-- Excerpted records follows --

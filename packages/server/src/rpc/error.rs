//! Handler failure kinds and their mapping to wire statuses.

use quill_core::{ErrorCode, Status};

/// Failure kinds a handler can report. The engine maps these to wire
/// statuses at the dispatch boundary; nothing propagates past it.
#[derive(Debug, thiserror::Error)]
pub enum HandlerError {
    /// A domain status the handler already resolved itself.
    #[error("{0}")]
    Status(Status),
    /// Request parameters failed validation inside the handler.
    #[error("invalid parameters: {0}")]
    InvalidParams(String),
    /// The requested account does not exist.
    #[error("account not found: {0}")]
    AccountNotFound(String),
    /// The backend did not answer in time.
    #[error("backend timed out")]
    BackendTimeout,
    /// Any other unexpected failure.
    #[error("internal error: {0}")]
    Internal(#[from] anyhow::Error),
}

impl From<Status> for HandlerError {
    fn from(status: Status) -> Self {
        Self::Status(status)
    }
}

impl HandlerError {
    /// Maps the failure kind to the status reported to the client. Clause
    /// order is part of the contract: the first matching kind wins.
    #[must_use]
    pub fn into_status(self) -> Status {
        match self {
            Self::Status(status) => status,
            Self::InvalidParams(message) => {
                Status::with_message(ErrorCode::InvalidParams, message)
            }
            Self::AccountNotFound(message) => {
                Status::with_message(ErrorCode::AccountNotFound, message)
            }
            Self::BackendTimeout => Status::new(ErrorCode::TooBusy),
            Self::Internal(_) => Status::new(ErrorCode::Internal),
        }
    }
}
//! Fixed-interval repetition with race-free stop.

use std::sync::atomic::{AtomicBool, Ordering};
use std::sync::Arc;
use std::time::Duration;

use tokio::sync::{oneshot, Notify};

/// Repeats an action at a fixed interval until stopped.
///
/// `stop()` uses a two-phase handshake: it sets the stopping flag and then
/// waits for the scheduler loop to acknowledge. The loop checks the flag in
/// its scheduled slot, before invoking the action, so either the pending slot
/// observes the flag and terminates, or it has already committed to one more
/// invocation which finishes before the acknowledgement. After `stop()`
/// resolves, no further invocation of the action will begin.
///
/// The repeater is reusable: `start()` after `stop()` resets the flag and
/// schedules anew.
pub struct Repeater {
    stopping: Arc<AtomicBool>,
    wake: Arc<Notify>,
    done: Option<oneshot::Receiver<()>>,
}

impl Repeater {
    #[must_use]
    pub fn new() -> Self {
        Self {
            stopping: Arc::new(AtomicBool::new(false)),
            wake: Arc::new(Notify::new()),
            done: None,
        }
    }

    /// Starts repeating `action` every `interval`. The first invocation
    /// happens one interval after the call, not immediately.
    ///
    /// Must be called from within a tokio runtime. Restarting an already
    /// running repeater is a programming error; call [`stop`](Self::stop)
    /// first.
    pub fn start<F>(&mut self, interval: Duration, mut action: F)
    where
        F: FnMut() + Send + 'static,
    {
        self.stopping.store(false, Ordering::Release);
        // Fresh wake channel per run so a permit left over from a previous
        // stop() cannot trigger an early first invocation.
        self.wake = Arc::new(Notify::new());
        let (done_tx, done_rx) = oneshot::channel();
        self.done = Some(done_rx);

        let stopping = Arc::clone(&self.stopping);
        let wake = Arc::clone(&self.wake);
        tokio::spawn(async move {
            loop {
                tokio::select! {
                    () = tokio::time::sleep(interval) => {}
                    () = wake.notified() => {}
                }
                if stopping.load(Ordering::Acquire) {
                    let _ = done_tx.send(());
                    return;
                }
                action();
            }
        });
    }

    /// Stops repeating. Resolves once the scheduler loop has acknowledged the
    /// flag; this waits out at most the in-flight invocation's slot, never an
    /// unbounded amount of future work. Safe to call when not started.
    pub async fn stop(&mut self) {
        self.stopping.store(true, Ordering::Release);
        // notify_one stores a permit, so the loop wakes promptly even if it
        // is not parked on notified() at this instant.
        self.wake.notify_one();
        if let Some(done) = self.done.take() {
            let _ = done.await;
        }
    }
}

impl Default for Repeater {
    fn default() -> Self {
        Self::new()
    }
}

-- Excerpted records concluded --
-- Excerpted records follows --

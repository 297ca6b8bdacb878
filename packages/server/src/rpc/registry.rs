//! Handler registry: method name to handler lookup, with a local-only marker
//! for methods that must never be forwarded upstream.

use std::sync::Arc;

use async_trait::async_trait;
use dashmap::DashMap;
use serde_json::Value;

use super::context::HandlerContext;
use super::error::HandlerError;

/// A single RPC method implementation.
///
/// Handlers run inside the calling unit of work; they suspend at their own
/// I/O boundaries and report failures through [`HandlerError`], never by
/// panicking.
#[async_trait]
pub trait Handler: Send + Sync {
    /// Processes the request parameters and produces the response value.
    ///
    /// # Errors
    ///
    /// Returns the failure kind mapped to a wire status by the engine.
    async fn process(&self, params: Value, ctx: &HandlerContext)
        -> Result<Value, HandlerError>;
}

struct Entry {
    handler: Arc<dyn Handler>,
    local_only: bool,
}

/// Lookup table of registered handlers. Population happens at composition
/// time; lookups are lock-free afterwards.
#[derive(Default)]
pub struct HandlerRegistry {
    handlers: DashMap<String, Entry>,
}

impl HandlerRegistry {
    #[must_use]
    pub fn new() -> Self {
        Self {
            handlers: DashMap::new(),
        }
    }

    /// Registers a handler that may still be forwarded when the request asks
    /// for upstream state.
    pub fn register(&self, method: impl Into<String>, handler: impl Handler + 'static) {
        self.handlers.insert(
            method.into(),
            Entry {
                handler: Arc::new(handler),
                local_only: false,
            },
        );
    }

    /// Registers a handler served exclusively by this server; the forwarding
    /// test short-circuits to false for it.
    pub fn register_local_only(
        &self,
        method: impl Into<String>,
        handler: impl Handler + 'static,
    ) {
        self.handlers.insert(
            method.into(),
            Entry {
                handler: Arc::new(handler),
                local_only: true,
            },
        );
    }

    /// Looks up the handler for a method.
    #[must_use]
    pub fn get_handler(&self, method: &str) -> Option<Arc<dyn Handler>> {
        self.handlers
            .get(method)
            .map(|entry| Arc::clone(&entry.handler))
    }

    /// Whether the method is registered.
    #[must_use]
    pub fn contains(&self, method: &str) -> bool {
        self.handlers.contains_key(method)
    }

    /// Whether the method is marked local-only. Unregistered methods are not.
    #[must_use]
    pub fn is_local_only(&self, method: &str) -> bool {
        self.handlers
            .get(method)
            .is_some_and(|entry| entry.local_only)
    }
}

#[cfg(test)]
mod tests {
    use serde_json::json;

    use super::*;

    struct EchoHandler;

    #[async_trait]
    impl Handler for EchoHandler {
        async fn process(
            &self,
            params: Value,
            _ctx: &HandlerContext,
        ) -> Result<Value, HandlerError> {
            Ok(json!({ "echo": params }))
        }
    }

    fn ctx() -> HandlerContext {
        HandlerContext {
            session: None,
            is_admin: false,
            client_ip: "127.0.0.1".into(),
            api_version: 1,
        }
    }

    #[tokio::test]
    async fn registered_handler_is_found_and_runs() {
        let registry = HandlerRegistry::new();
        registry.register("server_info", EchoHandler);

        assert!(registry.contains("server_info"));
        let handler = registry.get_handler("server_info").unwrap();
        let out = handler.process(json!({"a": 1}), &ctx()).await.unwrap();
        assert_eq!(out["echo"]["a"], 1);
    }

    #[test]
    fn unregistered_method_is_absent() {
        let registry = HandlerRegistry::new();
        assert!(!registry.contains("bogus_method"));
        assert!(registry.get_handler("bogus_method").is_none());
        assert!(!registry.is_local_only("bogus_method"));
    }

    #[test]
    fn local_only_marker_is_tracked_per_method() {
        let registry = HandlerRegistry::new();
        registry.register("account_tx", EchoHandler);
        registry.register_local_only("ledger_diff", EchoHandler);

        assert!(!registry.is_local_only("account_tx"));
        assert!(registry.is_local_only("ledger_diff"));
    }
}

-- Excerpted records concluded --

Extract all lines of the records above that include "never".

    /// flag; this waits out at most the in-flight invocation's slot, never an
//! for methods that must never be forwarded upstream.
/// I/O boundaries and report failures through [`HandlerError`], never by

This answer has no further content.